So, I ran a li'l program to find out some hard values and this is what I found:

  • Given a type T, f(sizeof(T)) = N + d

    • Where f is the real maximum size of an array of Ts.
    • N is the theoretical maximum size, that is: Int32::MaxValue / sizeof(T)
    • And d, is the difference between N and f(x).

Results:

  • f(1) = N - 56
  • f(2) = N - 28
  • f(4) = N - 14
  • f(8) = N - 7
  • f(16) = N -3
  • f(32) = N - 1

I can see that everytime the size dups, the difference between the real size and the theoretical size folds but not in powers of 2. Any ideas why?

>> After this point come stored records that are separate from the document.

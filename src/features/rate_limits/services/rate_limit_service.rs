use std::sync::Arc;

use chrono::Utc;

use crate::core::extractor::ClientIdentity;
use crate::features::rate_limits::models::{ActionClass, RateLimitDecision, RateLimitPolicy};
use crate::features::rate_limits::services::{
    MemoryRateLimiter, RateLimitStore, RateLimitStoreError,
};

/// Sliding-log rate limiter with an escalating block per (action, user, ip).
///
/// The shared store is authoritative. When it fails the check is answered by
/// the in-process fixed-window fallback so that rate limiting never fails a
/// request by itself.
pub struct RateLimitService {
    store: Arc<dyn RateLimitStore>,
    memory: MemoryRateLimiter,
}

impl RateLimitService {
    pub fn new(store: Arc<dyn RateLimitStore>) -> Self {
        Self {
            store,
            memory: MemoryRateLimiter::new(),
        }
    }

    /// Key format is `action:userId:ip`, with the action normalized
    pub fn rate_limit_key(action: &str, identity: &ClientIdentity) -> String {
        format!("{}:{}:{}", ActionClass::normalize(action), identity.user_id, identity.ip)
    }

    /// Check (and on success record) one request for `action` from `identity`
    pub async fn check(&self, action: &str, identity: &ClientIdentity) -> RateLimitDecision {
        let action = ActionClass::normalize(action);
        let policy = ActionClass::from_action(&action).policy();
        let key = Self::rate_limit_key(&action, identity);
        self.check_with_policy(&key, policy).await
    }

    pub async fn check_with_policy(&self, key: &str, policy: RateLimitPolicy) -> RateLimitDecision {
        self.check_at(key, policy, Utc::now().timestamp_millis()).await
    }

    pub async fn check_at(
        &self,
        key: &str,
        policy: RateLimitPolicy,
        now_ms: i64,
    ) -> RateLimitDecision {
        let decision = match self.store.check_and_record(key, policy, now_ms).await {
            Ok(decision) => decision,
            Err(e) => {
                tracing::warn!(
                    "Rate limit store failed for key '{}', using memory fallback: {}",
                    key,
                    e
                );
                self.memory.check_at(key, policy, now_ms)
            }
        };

        tracing::debug!(
            key = %key,
            allowed = decision.allowed,
            remaining = decision.remaining,
            source = ?decision.source,
            "Rate limit verdict"
        );

        decision
    }

    /// Purge dead rows from the store and idle counters from the fallback
    pub async fn sweep(&self, now_ms: i64) -> Result<u64, RateLimitStoreError> {
        let evicted = self.memory.sweep(now_ms);
        if evicted > 0 {
            tracing::debug!("Evicted {} idle in-memory rate limit counters", evicted);
        }

        self.store
            .sweep(now_ms - ActionClass::longest_window_ms(), now_ms)
            .await
    }
}

#[cfg(test)]
mod tests {
    use super::*;
    use crate::features::rate_limits::models::DecisionSource;
    use crate::shared::test_helpers::{FailingRateLimitStore, InMemoryRateLimitStore};
    use futures::future::join_all;

    const POLICY: RateLimitPolicy = RateLimitPolicy {
        window_ms: 60_000,
        max_requests: 5,
        block_duration_ms: 300_000,
    };

    fn identity() -> ClientIdentity {
        ClientIdentity {
            user_id: "user-1".to_string(),
            ip: "203.0.113.9".to_string(),
        }
    }

    #[test]
    fn test_rate_limit_key_format() {
        assert_eq!(
            RateLimitService::rate_limit_key("deploy", &identity()),
            "deploy:user-1:203.0.113.9"
        );
        assert_eq!(
            RateLimitService::rate_limit_key("plan", &ClientIdentity::anonymous()),
            "plan:anonymous:unknown"
        );
        assert_eq!(
            RateLimitService::rate_limit_key(" Deploy ", &identity()),
            "deploy:user-1:203.0.113.9"
        );
    }

    #[tokio::test]
    async fn test_concurrent_checks_never_exceed_limit() {
        let service = RateLimitService::new(Arc::new(InMemoryRateLimitStore::new()));

        let decisions = join_all((0..20).map(|_| service.check_at("k", POLICY, 1_000))).await;

        let allowed = decisions.iter().filter(|d| d.allowed).count();
        assert_eq!(allowed, 5);
        assert!(decisions.iter().all(|d| d.source == DecisionSource::Store));

        let mut remaining: Vec<u32> = decisions
            .iter()
            .filter(|d| d.allowed)
            .map(|d| d.remaining)
            .collect();
        remaining.sort_unstable();
        assert_eq!(remaining, vec![0, 1, 2, 3, 4]);
    }

    #[tokio::test]
    async fn test_action_spellings_share_one_budget() {
        let service = RateLimitService::new(Arc::new(InMemoryRateLimitStore::new()));
        let spellings = ["deploy", "Deploy", "DEPLOY", " deploy "];

        let mut allowed = 0;
        for i in 0..30 {
            let decision = service.check(spellings[i % spellings.len()], &identity()).await;
            if decision.allowed {
                allowed += 1;
            }
        }

        assert_eq!(allowed, 10);
    }

    #[tokio::test]
    async fn test_sliding_log_counts_down_then_blocks_without_extension() {
        let service = RateLimitService::new(Arc::new(InMemoryRateLimitStore::new()));
        let now = 10_000_000;

        let mut remaining = Vec::new();
        for i in 0..5 {
            let decision = service.check_at("k", POLICY, now + i).await;
            assert!(decision.allowed);
            assert_eq!(decision.source, DecisionSource::Store);
            remaining.push(decision.remaining);
        }
        assert_eq!(remaining, vec![4, 3, 2, 1, 0]);

        let sixth = service.check_at("k", POLICY, now + 10).await;
        assert!(!sixth.allowed);
        assert_eq!(sixth.remaining, 0);
        assert_eq!(sixth.blocked_until_ms, Some(now + 10 + 300_000));

        let seventh = service.check_at("k", POLICY, now + 20_000).await;
        assert!(!seventh.allowed);
        assert_eq!(seventh.blocked_until_ms, sixth.blocked_until_ms);
    }

    #[tokio::test]
    async fn test_window_slides_per_timestamp() {
        let service = RateLimitService::new(Arc::new(InMemoryRateLimitStore::new()));
        let policy = RateLimitPolicy {
            window_ms: 60_000,
            max_requests: 2,
            block_duration_ms: 1_000,
        };

        service.check_at("k", policy, 0).await;
        service.check_at("k", policy, 30_000).await;

        // The first row has aged out, the second has not
        let decision = service.check_at("k", policy, 60_001).await;
        assert!(decision.allowed);
        assert_eq!(decision.remaining, 0);
    }

    #[tokio::test]
    async fn test_block_expires() {
        let service = RateLimitService::new(Arc::new(InMemoryRateLimitStore::new()));
        for _ in 0..6 {
            service.check_at("k", POLICY, 0).await;
        }

        assert!(!service.check_at("k", POLICY, 299_999).await.allowed);
        assert!(service.check_at("k", POLICY, 300_001).await.allowed);
    }

    #[tokio::test]
    async fn test_token_class_blocks_twenty_first_call() {
        let service = RateLimitService::new(Arc::new(InMemoryRateLimitStore::new()));
        let policy = ActionClass::from_action("preview").policy();
        let now = 5_000_000;

        for _ in 0..20 {
            assert!(service.check_at("preview:u:ip", policy, now).await.allowed);
        }

        let blocked = service.check_at("preview:u:ip", policy, now).await;
        assert!(!blocked.allowed);
        assert_eq!(blocked.retry_after_secs(now), 180);
    }

    #[tokio::test]
    async fn test_store_failure_falls_back_to_memory() {
        let service = RateLimitService::new(Arc::new(FailingRateLimitStore));

        let decision = service.check_at("k", POLICY, 0).await;
        assert!(decision.allowed);
        assert_eq!(decision.remaining, 4);
        assert_eq!(decision.source, DecisionSource::Memory);

        for _ in 0..4 {
            service.check_at("k", POLICY, 0).await;
        }
        let blocked = service.check_at("k", POLICY, 0).await;
        assert!(!blocked.allowed);
        assert_eq!(blocked.source, DecisionSource::Memory);
    }

    #[tokio::test]
    async fn test_check_uses_action_table() {
        let service = RateLimitService::new(Arc::new(InMemoryRateLimitStore::new()));

        let decision = service.check("deploy", &identity()).await;
        assert_eq!(decision.limit, 10);
        assert_eq!(decision.remaining, 9);

        let decision = service.check("edit_text", &identity()).await;
        assert_eq!(decision.limit, 100);
    }

    #[tokio::test]
    async fn test_sweep_removes_aged_rows() {
        let store = Arc::new(InMemoryRateLimitStore::new());
        let service = RateLimitService::new(store.clone());

        service.check_at("a", POLICY, 0).await;
        service.check_at("b", POLICY, 400_000).await;

        let removed = service.sweep(400_000).await.unwrap();
        assert_eq!(removed, 1);
        assert_eq!(store.row_count("a"), 0);
        assert_eq!(store.row_count("b"), 1);
    }
}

Edit: d is amount of type T elements. To find d in bytes, do sizeof(T) * d.

Anzurio
+1: Nice work. No guess on why :D
Ruben Bartelink
Your li'l program sounds somewhat interesting (though OT), but even more if we can see it. *About difference:* `Int32.MaxValue` is an odd number. If `32` is the size in bytes of a value type in the last example, then `d(32) == Int32.MaxValue - (Int32.MaxValue / 32) * 32` which yields `31`, a power of two minus one for `d`. Btw, I have a hard time understanding how this is related, you asked for the *actual* max in your question, while your own answer is highly theoretical (and false to some extend, because it is implementation dependent: Mono (or even Micro?) have other maxes).
Abel
@abel, what's OT? I don't understand why this is not related and highly theoretical.I ask for the actual maximum "number of elements" (sorry that I quote this but in your comments you twice omitted it). I don't mean to be rude nor anything but, some of your comments kinda depicts me like a "duh questioner" which is not appreciated, or at least, so I feel.
Anzurio
@AZ, I very much apologize if you feel like that. I love this question, would I otherwise spend so much time? OT means "off topic", which is, of course, my opinion (not being native, I sometimes sound harsh, sorry). Either I didn't understand your code or I didn't understand your question, I wrote "OT" because I thought this was a side-track (an interesting one nonetheless). I figured you need to know how many bytes are available before you can divide that by the size of your elements, to find the total. I didn't see that in your code. Still, I'm wondering how to interpret it. What did I miss?
Abel
@Abel, I'm thrilled you liked my question. But in general, I think my question is simpler than you think. Say I have enough physical memory available (Right now 4 GB free), that'd make me think that I can easily allocate 2 GB in an 1D array, nevertheless, if I do something like new double[Int32::MaxValue / 8], it will throw a memory exception but (Int32::MaxValue / 8) - d, won't for d >= 7. That's 56 bytes shy of 2 GB.
Anzurio
And another note, just for sanity, I created two arrays of ((Int32::MaxValue / 8) - 7) doubles just to make sure that, when I tried the first time, I didn't run out of physical memory. Given that I could have these two arrays at the same time, made me think that the physical memory wasn't an issue :).
Anzurio
@AZ: you are absolutely right, I was totally on the wrong track. And I misunderstood `d`, which I took as amount of bytes, not `bytes * sizeof(T)`. I can explain both 56 bytes and 32 bytes cap, but not entirely satisfactorily. I'll need your help with the last details ;-). See my (again updated) answer.
Abel
Altogether I haven't come up with a magic function for you, but I've tried to explain how you could find the gap-size, which can help in building this function. Obviously, the conclusions may be different for different CLR functions, even between two updates of the same version. I tested everything with .NET CLR 3.5 SP1.
Abel